On a hot summer the ice cream vendor is the modern Pied Piper of Hamelin and various states are not about to let sex offenders use the trade as their way to lure children.
Several states are now working on bans against allowing sex offenders. The San Bernardino County Board of Supervisors in California, as one example, is planning to draft an ordinance that would prohibit convicted sex predators from driving ice cream trucks after one was found last summer in Perris.
A similar bill is underway in Massachusetts, patterned after a 2005 law passed in New York, while Rapid City in South Dakota plans to require ice cream vendors to undergo criminal background checks.
It was the arrest of ice cream vendor Eduardo Grau of Troy, New York that led to the law in the Empire State.

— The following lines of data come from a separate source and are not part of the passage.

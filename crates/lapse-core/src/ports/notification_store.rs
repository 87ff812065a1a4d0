//! NotificationStore port - 通知の永続化（UI はここを polling する）

use async_trait::async_trait;
use chrono::{DateTime, Utc};

use crate::domain::{Notification, NotificationCategory, Recipient, StoreError, UserId};

#[async_trait]
pub trait NotificationStore: Send + Sync {
    async fn insert(&self, notification: Notification) -> Result<(), StoreError>;

    /// Was a notification of `category` created for `user_id` at or after
    /// `since`? Backs the per-owner cooldown.
    async fn exists_recent_for_user(
        &self,
        user_id: UserId,
        category: NotificationCategory,
        since: DateTime<Utc>,
    ) -> Result<bool, StoreError>;

    /// Newest first.
    async fn list_for_recipient(
        &self,
        recipient: &Recipient,
    ) -> Result<Vec<Notification>, StoreError>;
}
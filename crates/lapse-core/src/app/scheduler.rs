//! Scheduler loop - cron 待機、backoff 待機、sweep 実行を shutdown まで繰り返す
//!
//! # 学習ポイント
//! - shutdown は `watch` チャネル（WorkerGroup と同じ形）
//! - backoff の状態は `SweeperHandle::run_now` と共有し、手動実行の結果も数える

use std::sync::Arc;
use std::time::Duration;

use chrono::{DateTime, Utc};
use tokio::sync::{Mutex, watch};
use tracing::{error, info, warn};

use super::cron::CronSchedule;
use super::status::{HealthProbe, SchedulerState, StatusPublisher};
use crate::domain::{ErrorKind, RunOutcome, RunSummary, SweepError};
use crate::ports::Clock;
use crate::sweep::{BackoffController, SweepExecutor};

pub struct Scheduler {
    executor: Arc<SweepExecutor>,
    schedule: CronSchedule,
    backoff: Arc<Mutex<BackoffController>>,
    clock: Arc<dyn Clock>,
    status: Arc<StatusPublisher>,
    enabled: bool,
    fail_stop_on_unexpected: bool,
}

impl Scheduler {
    pub fn new(
        executor: Arc<SweepExecutor>,
        schedule: CronSchedule,
        backoff: BackoffController,
        clock: Arc<dyn Clock>,
    ) -> Self {
        Self {
            executor,
            schedule,
            backoff: Arc::new(Mutex::new(backoff)),
            clock,
            status: Arc::new(StatusPublisher::new()),
            enabled: true,
            fail_stop_on_unexpected: true,
        }
    }

    pub fn enabled(mut self, enabled: bool) -> Self {
        self.enabled = enabled;
        self
    }

    pub fn fail_stop_on_unexpected(mut self, fail_stop: bool) -> Self {
        self.fail_stop_on_unexpected = fail_stop;
        self
    }

    pub fn probe(&self) -> HealthProbe {
        self.status.probe()
    }

    pub(crate) fn publisher(&self) -> Arc<StatusPublisher> {
        self.status.clone()
    }

    pub(crate) fn backoff(&self) -> Arc<Mutex<BackoffController>> {
        self.backoff.clone()
    }

    /// Run until `shutdown` flips to `true` (or its sender is dropped).
    ///
    /// Returns `Err` only when fail-stop is on and a sweep failed with an
    /// unexpected error.
    pub async fn run(mut self, mut shutdown: watch::Receiver<bool>) -> Result<(), SweepError> {
        if !self.enabled {
            info!("sweep disabled by configuration");
            self.status.set_state(SchedulerState::Stopped);
            return Ok(());
        }

        self.status.update(|status| status.registered = true);
        info!(schedule = %self.schedule, "scheduler started");

        let result = self.run_loop(&mut shutdown).await;

        self.status.update(|status| status.next_run_at = None);
        self.status.set_state(SchedulerState::Stopped);
        match &result {
            Ok(()) => info!("scheduler stopped"),
            Err(err) => error!(error = %err, "scheduler stopped on unexpected error"),
        }
        result
    }

    async fn run_loop(&mut self, shutdown: &mut watch::Receiver<bool>) -> Result<(), SweepError> {
        loop {
            if *shutdown.borrow() {
                return Ok(());
            }

            let now = self.clock.now();
            let Some(next) = self.schedule.next_after(now) else {
                warn!(schedule = %self.schedule, "schedule has no upcoming run");
                return Ok(());
            };
            self.status.update(|status| {
                status.state = SchedulerState::Waiting;
                status.running = false;
                status.next_run_at = Some(next);
            });
            if !sleep_or_shutdown(until(now, next), shutdown).await {
                return Ok(());
            }

            let now = self.clock.now();
            let (delay, failures) = {
                let backoff = self.backoff.lock().await;
                (backoff.should_delay(now), backoff.consecutive_failures())
            };
            if !delay.is_zero() {
                let resume_at = chrono::Duration::from_std(delay)
                    .ok()
                    .and_then(|delay| now.checked_add_signed(delay));
                self.status.update(|status| {
                    status.state = SchedulerState::Backoff;
                    status.next_run_at = resume_at;
                });
                warn!(
                    consecutive_failures = failures,
                    delay_secs = delay.as_secs(),
                    "backing off before next sweep"
                );
                if !sleep_or_shutdown(delay, shutdown).await {
                    return Ok(());
                }
            }

            self.status.set_state(SchedulerState::Running);
            let started_at = self.clock.now();
            let outcome = self.executor.run_once_until_shutdown(shutdown).await;
            let finished_at = self.clock.now();

            record_run(&self.backoff, &self.status, started_at, finished_at, &outcome).await;
            self.status.update(|status| {
                status.state = SchedulerState::Idle;
                status.running = false;
            });

            if let RunOutcome::Failed(err) = outcome {
                if err.kind() == ErrorKind::Unexpected && self.fail_stop_on_unexpected {
                    return Err(err);
                }
            }
        }
    }
}

/// Feed one finished sweep into the backoff controller and the health probe.
/// Skipped and cancelled runs count as neither success nor failure.
pub(crate) async fn record_run(
    backoff: &Mutex<BackoffController>,
    status: &StatusPublisher,
    started_at: DateTime<Utc>,
    finished_at: DateTime<Utc>,
    outcome: &RunOutcome,
) {
    let failures = {
        let mut backoff = backoff.lock().await;
        match outcome {
            RunOutcome::Completed(_) => backoff.record_result(true, finished_at),
            RunOutcome::Skipped | RunOutcome::Failed(SweepError::Cancelled) => {}
            RunOutcome::Failed(_) => backoff.record_result(false, finished_at),
        }
        backoff.consecutive_failures()
    };
    let summary = RunSummary {
        started_at,
        finished_at,
        result: outcome.into(),
    };
    status.update(|status| {
        status.last_run = Some(summary);
        status.consecutive_failures = failures;
    });
}

fn until(now: DateTime<Utc>, next: DateTime<Utc>) -> Duration {
    (next - now).to_std().unwrap_or(Duration::ZERO)
}

/// `true` if the full duration elapsed, `false` on shutdown.
async fn sleep_or_shutdown(duration: Duration, shutdown: &mut watch::Receiver<bool>) -> bool {
    tokio::select! {
        _ = tokio::time::sleep(duration) => true,
        // Err means the sender is gone, which is shutdown as well.
        _ = shutdown.wait_for(|stop| *stop) => false,
    }
}
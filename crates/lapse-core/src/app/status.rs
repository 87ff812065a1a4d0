//! Health probe - scheduler の状態を読み取り専用で公開する

use chrono::{DateTime, Utc};
use serde::{Deserialize, Serialize};
use tokio::sync::watch;

use crate::domain::RunSummary;

/// Scheduler state machine.
///
/// ```text
/// Idle -> Waiting -> (Backoff ->) Running -> Idle
///   any state -> Stopped
/// ```
#[derive(Debug, Clone, Copy, PartialEq, Eq, Hash, Serialize, Deserialize)]
#[serde(rename_all = "snake_case")]
pub enum SchedulerState {
    Idle,
    Waiting,
    Running,
    Backoff,
    Stopped,
}

/// Snapshot returned by `HealthProbe::snapshot`.
#[derive(Debug, Clone, PartialEq, Eq, Serialize, Deserialize)]
pub struct SweepStatus {
    /// The scheduler loop was started and has not exited.
    pub registered: bool,

    /// A sweep is executing right now.
    pub running: bool,

    pub state: SchedulerState,

    pub last_run: Option<RunSummary>,

    pub consecutive_failures: u32,

    pub next_run_at: Option<DateTime<Utc>>,
}

impl SweepStatus {
    pub(crate) fn initial() -> Self {
        Self {
            registered: false,
            running: false,
            state: SchedulerState::Idle,
            last_run: None,
            consecutive_failures: 0,
            next_run_at: None,
        }
    }
}

/// Cheap, cloneable reader of the scheduler status.
#[derive(Debug, Clone)]
pub struct HealthProbe {
    rx: watch::Receiver<SweepStatus>,
}

impl HealthProbe {
    pub(crate) fn new(rx: watch::Receiver<SweepStatus>) -> Self {
        Self { rx }
    }

    pub fn snapshot(&self) -> SweepStatus {
        self.rx.borrow().clone()
    }

    /// Wait until the status satisfies `predicate` and return it. Returns
    /// `None` if the scheduler is gone before that happens.
    pub async fn wait_until(
        &mut self,
        predicate: impl FnMut(&SweepStatus) -> bool,
    ) -> Option<SweepStatus> {
        self.rx.wait_for(predicate).await.ok().map(|status| status.clone())
    }
}

/// Write side, owned by the scheduler.
#[derive(Debug)]
pub(crate) struct StatusPublisher {
    tx: watch::Sender<SweepStatus>,
}

impl StatusPublisher {
    pub(crate) fn new() -> Self {
        let (tx, _rx) = watch::channel(SweepStatus::initial());
        Self { tx }
    }

    pub(crate) fn probe(&self) -> HealthProbe {
        HealthProbe::new(self.tx.subscribe())
    }

    pub(crate) fn update(&self, apply: impl FnOnce(&mut SweepStatus)) {
        self.tx.send_modify(apply);
    }

    pub(crate) fn set_state(&self, state: SchedulerState) {
        self.update(|status| {
            status.state = state;
            status.running = state == SchedulerState::Running;
            if state == SchedulerState::Stopped {
                status.registered = false;
            }
        });
    }
}
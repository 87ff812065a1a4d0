//! Outcome - 1 回の sweep の結果
//!
//! These are plain data. They carry no behavior beyond small accessors so the
//! scheduler, the health probe and the CLI can all report the same shape.

use chrono::{DateTime, Utc};
use serde::{Deserialize, Serialize};

use super::errors::SweepError;
use super::ids::LeadId;

/// Result of dispatching notifications for one sweep.
#[derive(Debug, Clone, Default, PartialEq, Eq, Serialize, Deserialize)]
pub struct DispatchReport {
    /// Leads referenced by an owner notification this cycle.
    pub processed: Vec<LeadId>,

    /// Leads withheld by cooldown or the per-owner cap.
    pub deferred: Vec<LeadId>,

    /// Leads without an owner; nobody to notify.
    #[serde(default, skip_serializing_if = "Vec::is_empty")]
    pub unowned: Vec<LeadId>,

    /// Notifications persisted (owner-grouped + system).
    pub notifications: usize,

    /// Owners whose dispatch failed and was isolated.
    pub failed_owners: usize,
}

/// Summary of a completed sweep.
#[derive(Debug, Clone, Default, PartialEq, Eq, Serialize, Deserialize)]
pub struct SweepReport {
    /// Candidates counted at the start of the sweep.
    pub candidates: usize,

    /// Batches fetched.
    pub batches: usize,

    /// Leads actually flipped to `Expired`.
    pub expired: usize,

    /// Previously deferred leads carried into this cycle's dispatch.
    pub carried_over: usize,

    pub dispatch: DispatchReport,
}

/// Typed result of `SweepExecutor::run_once`.
#[derive(Debug, Clone, PartialEq, Eq)]
pub enum RunOutcome {
    /// Pipeline finished before the deadline.
    Completed(SweepReport),

    /// Another sweep held the lock; nothing was done.
    Skipped,

    Failed(SweepError),
}

impl RunOutcome {
    /// True only if the pipeline completed.
    pub fn succeeded(&self) -> bool {
        matches!(self, RunOutcome::Completed(_))
    }

    pub fn report(&self) -> Option<&SweepReport> {
        match self {
            RunOutcome::Completed(report) => Some(report),
            _ => None,
        }
    }

    pub fn error(&self) -> Option<&SweepError> {
        match self {
            RunOutcome::Failed(err) => Some(err),
            _ => None,
        }
    }
}

/// Serializable view of the last run, exposed by the health probe.
#[derive(Debug, Clone, PartialEq, Eq, Serialize, Deserialize)]
pub struct RunSummary {
    pub started_at: DateTime<Utc>,
    pub finished_at: DateTime<Utc>,
    pub result: RunResultView,
}

#[derive(Debug, Clone, PartialEq, Eq, Serialize, Deserialize)]
#[serde(tag = "status", rename_all = "snake_case")]
pub enum RunResultView {
    Completed { report: SweepReport },
    Skipped,
    Failed { error: String },
}

impl From<&RunOutcome> for RunResultView {
    fn from(outcome: &RunOutcome) -> Self {
        match outcome {
            RunOutcome::Completed(report) => RunResultView::Completed {
                report: report.clone(),
            },
            RunOutcome::Skipped => RunResultView::Skipped,
            RunOutcome::Failed(err) => RunResultView::Failed {
                error: err.to_string(),
            },
        }
    }
}
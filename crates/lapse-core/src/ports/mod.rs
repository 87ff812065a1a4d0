//! Ports - 抽象化レイヤー（sweep が話しかける外部システム）
//!
//! Each trait hides one external system: the relational lead store, the
//! notification table, the live-client push channel, the clock and the id
//! allocator. In-memory implementations live in `impls`.

pub mod clock;
pub mod delivery;
pub mod id_generator;
pub mod lead_store;
pub mod notification_store;

pub use self::clock::{Clock, FixedClock, SystemClock, TokioClock};
pub use self::delivery::DeliveryChannel;
pub use self::id_generator::{IdGenerator, UlidGenerator};
pub use self::lead_store::{LeadFilter, LeadOrder, LeadStore};
pub use self::notification_store::NotificationStore;
//! ConnectionRegistry - 通知配信のライブクライアント側
//!
//! One registry is created per process and injected into the dispatcher as
//! its `DeliveryChannel`. Each connected client gets a bounded
//! `tokio::sync::mpsc` receiver keyed by recipient; a user may hold several
//! connections (tabs, devices).
//!
//! # Delivery rules
//! - `try_send` only, the sweep never waits on a slow client
//! - a full buffer drops the push for that connection (the client polls)
//! - closed connections are pruned on the next push

use std::collections::HashMap;
use std::sync::Mutex;

use tokio::sync::mpsc;
use tokio::sync::mpsc::error::TrySendError;

use crate::domain::{DeliveryError, Notification, Recipient};
use crate::ports::DeliveryChannel;

pub struct ConnectionRegistry {
    connections: Mutex<HashMap<Recipient, Vec<mpsc::Sender<Notification>>>>,
    buffer: usize,
}

impl ConnectionRegistry {
    /// `buffer` is the per-connection queue depth (at least 1).
    pub fn new(buffer: usize) -> Self {
        Self {
            connections: Mutex::new(HashMap::new()),
            buffer: buffer.max(1),
        }
    }

    /// Register a client connection for `recipient`.
    pub fn connect(&self, recipient: Recipient) -> mpsc::Receiver<Notification> {
        let (tx, rx) = mpsc::channel(self.buffer);
        self.lock().entry(recipient).or_default().push(tx);
        rx
    }

    /// Live connections for `recipient` (closed ones are not counted).
    pub fn connection_count(&self, recipient: &Recipient) -> usize {
        self.lock()
            .get(recipient)
            .map(|senders| senders.iter().filter(|tx| !tx.is_closed()).count())
            .unwrap_or(0)
    }

    fn lock(&self) -> std::sync::MutexGuard<'_, HashMap<Recipient, Vec<mpsc::Sender<Notification>>>> {
        self.connections
            .lock()
            .unwrap_or_else(|poisoned| poisoned.into_inner())
    }
}

impl DeliveryChannel for ConnectionRegistry {
    fn push(&self, notification: &Notification) -> Result<(), DeliveryError> {
        let recipient = notification.recipient;
        let mut connections = self.lock();
        let Some(senders) = connections.get_mut(&recipient) else {
            return Err(DeliveryError::NotConnected(recipient.to_string()));
        };

        let mut delivered = 0usize;
        let mut full = 0usize;
        senders.retain(|tx| match tx.try_send(notification.clone()) {
            Ok(()) => {
                delivered += 1;
                true
            }
            Err(TrySendError::Full(_)) => {
                full += 1;
                true
            }
            Err(TrySendError::Closed(_)) => false,
        });

        if senders.is_empty() {
            connections.remove(&recipient);
            return Err(DeliveryError::Closed(recipient.to_string()));
        }
        if delivered == 0 && full > 0 {
            return Err(DeliveryError::Backpressure(recipient.to_string()));
        }
        Ok(())
    }
}
//! Lead - sweep が扱う期限付きレコード

use chrono::{DateTime, Utc};
use serde::{Deserialize, Serialize};

use super::ids::{LeadId, UserId};

/// Lifecycle status of a lead.
///
/// State transitions owned by the sweep:
/// - Registered | Attended | InFollowUp -> Expired
///
/// Every other transition belongs to the CRUD flows outside this crate.
#[derive(Debug, Clone, Copy, PartialEq, Eq, Hash, Serialize, Deserialize)]
#[serde(rename_all = "snake_case")]
pub enum LeadStatus {
    Registered,
    Attended,
    InFollowUp,
    Completed,
    Canceled,
    Expired,
}

impl LeadStatus {
    /// Is this a terminal state (no further transitions)?
    pub fn is_terminal(self) -> bool {
        matches!(
            self,
            LeadStatus::Completed | LeadStatus::Canceled | LeadStatus::Expired
        )
    }
}

/// A prospective sales contact with a deadline.
#[derive(Debug, Clone, PartialEq, Serialize, Deserialize)]
pub struct Lead {
    pub id: LeadId,
    pub owner: Option<UserId>,
    pub status: LeadStatus,
    pub expires_at: DateTime<Utc>,
    pub created_at: DateTime<Utc>,
    pub updated_at: DateTime<Utc>,
    pub active: bool,

    /// Set when the sweep expires the lead, cleared once the owner has been
    /// told about it. Leads left pending were deferred by rate limiting.
    #[serde(default)]
    pub notice_pending: bool,
}

impl Lead {
    /// A fresh, active lead in `Registered` state.
    pub fn new(
        id: LeadId,
        owner: Option<UserId>,
        expires_at: DateTime<Utc>,
        created_at: DateTime<Utc>,
    ) -> Self {
        Self {
            id,
            owner,
            status: LeadStatus::Registered,
            expires_at,
            created_at,
            updated_at: created_at,
            active: true,
            notice_pending: false,
        }
    }

    pub fn with_status(mut self, status: LeadStatus) -> Self {
        self.status = status;
        self
    }

    /// Eligibility predicate shared by the scanner filter and the applier.
    pub fn is_expirable(&self, now: DateTime<Utc>) -> bool {
        self.active && self.expires_at < now && !self.status.is_terminal()
    }

    /// Flip to `Expired` if still eligible at `now`. Returns whether the lead
    /// changed.
    pub fn expire(&mut self, now: DateTime<Utc>) -> bool {
        if !self.is_expirable(now) {
            return false;
        }
        self.status = LeadStatus::Expired;
        self.updated_at = now;
        self.notice_pending = true;
        true
    }

    /// Dispatch priority key: oldest deadline first, then oldest record.
    pub fn priority_key(&self) -> (DateTime<Utc>, DateTime<Utc>, LeadId) {
        (self.expires_at, self.created_at, self.id)
    }
}
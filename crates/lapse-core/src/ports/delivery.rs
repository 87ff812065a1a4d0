//! DeliveryChannel port - 接続中クライアントへの best-effort push
//!
//! A push never blocks the sweep and its failure never fails a dispatch; the
//! notification is already persisted and the client will see it on its next
//! poll.

use crate::domain::{DeliveryError, Notification};

pub trait DeliveryChannel: Send + Sync {
    /// Route `notification` to its recipient's live connections.
    fn push(&self, notification: &Notification) -> Result<(), DeliveryError>;
}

Grau allowed young children to ride his ice cream truck and abused one of his riders, a 9-year-old girl.
The battle against convicted sex offenders has even gone hi-tech with registries, and even a Google map plug-in that identifies locations with high populations of convicted sex offenders, now available on cellphones.
The American Civil Liberties Union, however, has warned groups against "going overboard" in their prosecution of sex offenders. Jennifer Ring, executive director of the ACLU in the Dakotas, explained to USA Today, "If you're throwing everyone in the same bucket, you're really restricting these people who have paid their debt to society to go on and be productive citizens."